Beginning with the line that contains "update allowed is" in the material below, print each line exactly until the line that contains "let mut records" has been printed, then stop.

■ **RECORDS FOR THE TASK**:

--- --- ---

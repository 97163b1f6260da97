use std::sync::Arc;

use async_trait::async_trait;
use chrono::{DateTime, Utc};
use tokio::sync::RwLock;
use uuid::Uuid;

use crate::domain::errors::{DomainError, DomainResult};
use crate::domain::models::MemoryRecord;

/// Durable, append-only storage for memory records.
///
/// Records are only ever appended; the single in-place update allowed is
/// closing a record's validity window.
#[async_trait]
pub trait MemoryRepository: Send + Sync {
    /// Every record ever written, in write order.
    async fn load_all(&self) -> DomainResult<Vec<MemoryRecord>>;

    /// Append one record.
    async fn append(&self, record: &MemoryRecord) -> DomainResult<()>;

    /// Set `valid_to` on an existing record.
    ///
    /// # Errors
    /// Returns [`DomainError::RecordNotFound`] if no record has that id.
    async fn close_validity(&self, record_id: Uuid, valid_to: DateTime<Utc>) -> DomainResult<()>;
}

/// Volatile repository for tests and dry runs.
#[derive(Debug, Clone, Default)]
pub struct InMemoryMemoryRepository {
    records: Arc<RwLock<Vec<MemoryRecord>>>,
}

impl InMemoryMemoryRepository {
    pub fn new() -> Self {
        Self::default()
    }
}

#[async_trait]
impl MemoryRepository for InMemoryMemoryRepository {
    async fn load_all(&self) -> DomainResult<Vec<MemoryRecord>> {
        Ok(self.records.read().await.clone())
    }

    async fn append(&self, record: &MemoryRecord) -> DomainResult<()> {
        self.records.write().await.push(record.clone());
        Ok(())
    }

    async fn close_validity(&self, record_id: Uuid, valid_to: DateTime<Utc>) -> DomainResult<()> {
        let mut records = self.records.write().await;
        let record = records
            .iter_mut()
            .find(|r| r.record_id == record_id)
            .ok_or(DomainError::RecordNotFound(record_id))?;
        record.valid_to = Some(valid_to);
        Ok(())
    }
}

--- --- ---

■ **OUTPUT FOR THIS EXERCISE**:
/// Records are only ever appended; the single in-place update allowed is
/// closing a record's validity window.
#[async_trait]
pub trait MemoryRepository: Send + Sync {
    /// Every record ever written, in write order.
    async fn load_all(&self) -> DomainResult<Vec<MemoryRecord>>;

    /// Append one record.
    async fn append(&self, record: &MemoryRecord) -> DomainResult<()>;

    /// Set `valid_to` on an existing record.
    ///
    /// # Errors
    /// Returns [`DomainError::RecordNotFound`] if no record has that id.
    async fn close_validity(&self, record_id: Uuid, valid_to: DateTime<Utc>) -> DomainResult<()>;
}

/// Volatile repository for tests and dry runs.
#[derive(Debug, Clone, Default)]
pub struct InMemoryMemoryRepository {
    records: Arc<RwLock<Vec<MemoryRecord>>>,
}

impl InMemoryMemoryRepository {
    pub fn new() -> Self {
        Self::default()
    }
}

#[async_trait]
impl MemoryRepository for InMemoryMemoryRepository {
    async fn load_all(&self) -> DomainResult<Vec<MemoryRecord>> {
        Ok(self.records.read().await.clone())
    }

    async fn append(&self, record: &MemoryRecord) -> DomainResult<()> {
        self.records.write().await.push(record.clone());
        Ok(())
    }

    async fn close_validity(&self, record_id: Uuid, valid_to: DateTime<Utc>) -> DomainResult<()> {
        let mut records = self.records.write().await;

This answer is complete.